Tally the lines of the entries below that hold the word "MailConfig", and please give only the total.

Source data
== Segment start ==

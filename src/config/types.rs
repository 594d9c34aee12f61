// Configuration types module
// Defines all configuration-related data structures

use serde::{Deserialize, Serialize};

/// Main configuration structure
#[derive(Debug, Deserialize, Clone)]
pub struct Config {
    pub server: ServerConfig,
    pub performance: PerformanceConfig,
    pub http: HttpConfig,
    pub logging: LoggingConfig,
    pub app: AppConfig,
    pub database: DatabaseConfig,
    pub mail: MailConfig,
}

/// Server configuration
#[derive(Debug, Deserialize, Clone)]
pub struct ServerConfig {
    pub host: String,
    pub port: u16,
    pub workers: Option<usize>,
}

/// Performance configuration
#[derive(Debug, Deserialize, Clone)]
pub struct PerformanceConfig {
    pub keep_alive_timeout: u64,
    pub read_timeout: u64,
    pub write_timeout: u64,
    pub max_connections: Option<u64>,
}

/// HTTP configuration
#[derive(Debug, Deserialize, Serialize, Clone)]
pub struct HttpConfig {
    pub server_name: String,
    pub max_body_size: u64,
}

/// Logging configuration
#[derive(Debug, Deserialize, Serialize, Clone)]
pub struct LoggingConfig {
    pub level: String,
    pub access_log: bool,
    /// Access log format (combined, common, json, or custom pattern)
    pub access_log_format: String,
    /// Access log file path (stdout if not set)
    #[serde(default)]
    pub access_log_file: Option<String>,
    /// Error log file path (stderr if not set)
    #[serde(default)]
    pub error_log_file: Option<String>,
}

/// Application behaviour
#[derive(Debug, Deserialize, Clone)]
pub struct AppConfig {
    pub name: String,
    /// Key signing session cookies
    pub secret_key: String,
    /// Where `/redirect` sends clients
    pub redirect_target: String,
    pub session_cookie_name: String,
    pub csrf_enabled: bool,
    /// Receives a mail whenever a new user name is recorded
    #[serde(default)]
    pub admin_email: Option<String>,
}

/// Store location
#[derive(Debug, Deserialize, Clone)]
pub struct DatabaseConfig {
    pub path: String,
}

/// Outbound mail settings
#[derive(Debug, Deserialize, Clone)]
pub struct MailConfig {
    pub server: String,
    pub port: u16,
    pub use_tls: bool,
    #[serde(default)]
    pub username: Option<String>,
    #[serde(default)]
    pub password: Option<String>,
    pub sender: String,
    pub subject_prefix: String,
}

== Segment end ==

ANSWER BOX
2